Dies bedeutet, dass Jugendliche in unserem Kulturkreis einen angemessenen
Umgang mit Alkohol und anderen Substanzen erlernen müssen. Dieser Lernprozess
findet in der Regel im Jugendalter statt. Wichtige Grundlagen, die einen solchen
Lernprozess begünstigen, werden allerdings bereits im (frühen) Kindesalter erworben
(z.B. sozial-emotionale Kompetenzen).
Entwicklung zu Sucht und Gewalt im Jugendalter
Substanzkonsum und -missbrauch sowie aggressiv-dissoziales Verhalten treten oft
zusammen (komorbid) und zusammen mit anderen Störungen auf (vgl. Scheithauer,
Al-Wiswasi & Petermann, im Druck). Einige ausgewählte Studienbefunde sind im
Kasten zusammengefasst.
In der Bremer Jugendstudie waren beispielsweise 50% der Jugendlichen mit einer
Störung durch Substanzkonsum (d.h. schädlicher Konsum oder
Abhängigkeitssyndrom) von zusätzlichen psychischen Problemen betroffen (Essau,
Karpinski, Petermann & Conradt, 1998). Bei 37% der Jugendlichen mit einer
Störung durch Substanzkonsum lag eine weitere Störung und bei weiteren 13%
lagen sogar mindestens zwei weitere Störungen vor. Besonders häufig treten
zusätzlich Störungen des Sozialverhaltens und Depressionen auf (Essau et al.
1998).
Ähnlich hohe Zahlen berichten Armstrong und Costello (2002) auf der Basis einer
Analyse von 15 Studien: Demnach haben rund 60% der Jugendlichen, die
Substanzen konsumieren, wenigstens in einem weiteren Erlebens- oder
Verhaltensbereich bedeutsame Schwierigkeiten. Am häufigsten tritt bei den
Jugendlichen aggressiv-dissoziales Verhalten auf. Knapp 20% der Jugendlichen
berichteten zusätzlich von depressiven Symptomen wie beispielsweise Traurigkeit,
einem geringen Selbstwertgefühl und Antriebslosigkeit.

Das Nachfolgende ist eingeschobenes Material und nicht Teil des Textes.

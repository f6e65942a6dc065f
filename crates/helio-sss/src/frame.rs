//! Cyclic frame index for temporally varying passes (jitter, dithering)

use crate::params::{names, ParameterBus};

/// Length of the frame cycle
pub const FRAME_CYCLE: u32 = 64;

/// Publishes `frame_count` once per frame, wrapping at [`FRAME_CYCLE`]
#[derive(Debug, Clone, Copy, PartialEq, Eq)]
pub struct FrameCounter {
    next: u32,
}

impl Default for FrameCounter {
    fn default() -> Self {
        Self { next: 1 }
    }
}

impl FrameCounter {
    pub fn new() -> Self {
        Self::default()
    }

    /// Value the next [`tick`](Self::tick) publishes
    pub fn peek(&self) -> u32 {
        self.next
    }

    /// Publish the current index, then advance; returns the published value
    pub fn tick(&mut self, bus: &mut dyn ParameterBus) -> u32 {
        let current = self.next;
        bus.set_int(names::FRAME_COUNT, current as i32);
        self.next = (current + 1) % FRAME_CYCLE;
        current
    }
}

Kasten: Störungen durch Substanzkonsum, aggressivdissoziales Verhalten und
andere psychische Störungen.
Da Probleme mit Alkohol, Drogen und aggressiv-dissozialem Verhalten so häufig
gemeinsam auftreten, wird auch – neben weiteren Entwicklungsverläufen – ein
gemeinsamer Entwicklungsverlauf angenommen. Verschiedene
Entwicklungsmodelle legen dar, dass ein in der Kindheit auftretendes aggressivdissoziales Verhalten das Risiko für Probleme mit Alkohol- und Drogen im
Jugendalter deutlich erhöht (z.B. Loeber, Stouthamer-Loeber & White, 1999). Dies
trifft besonders auf Jugendliche zu, die sich mit Gleichaltrigen mit ähnlichen
Problemen zusammenschließen (Webster-Stratton & Taylor, 2001).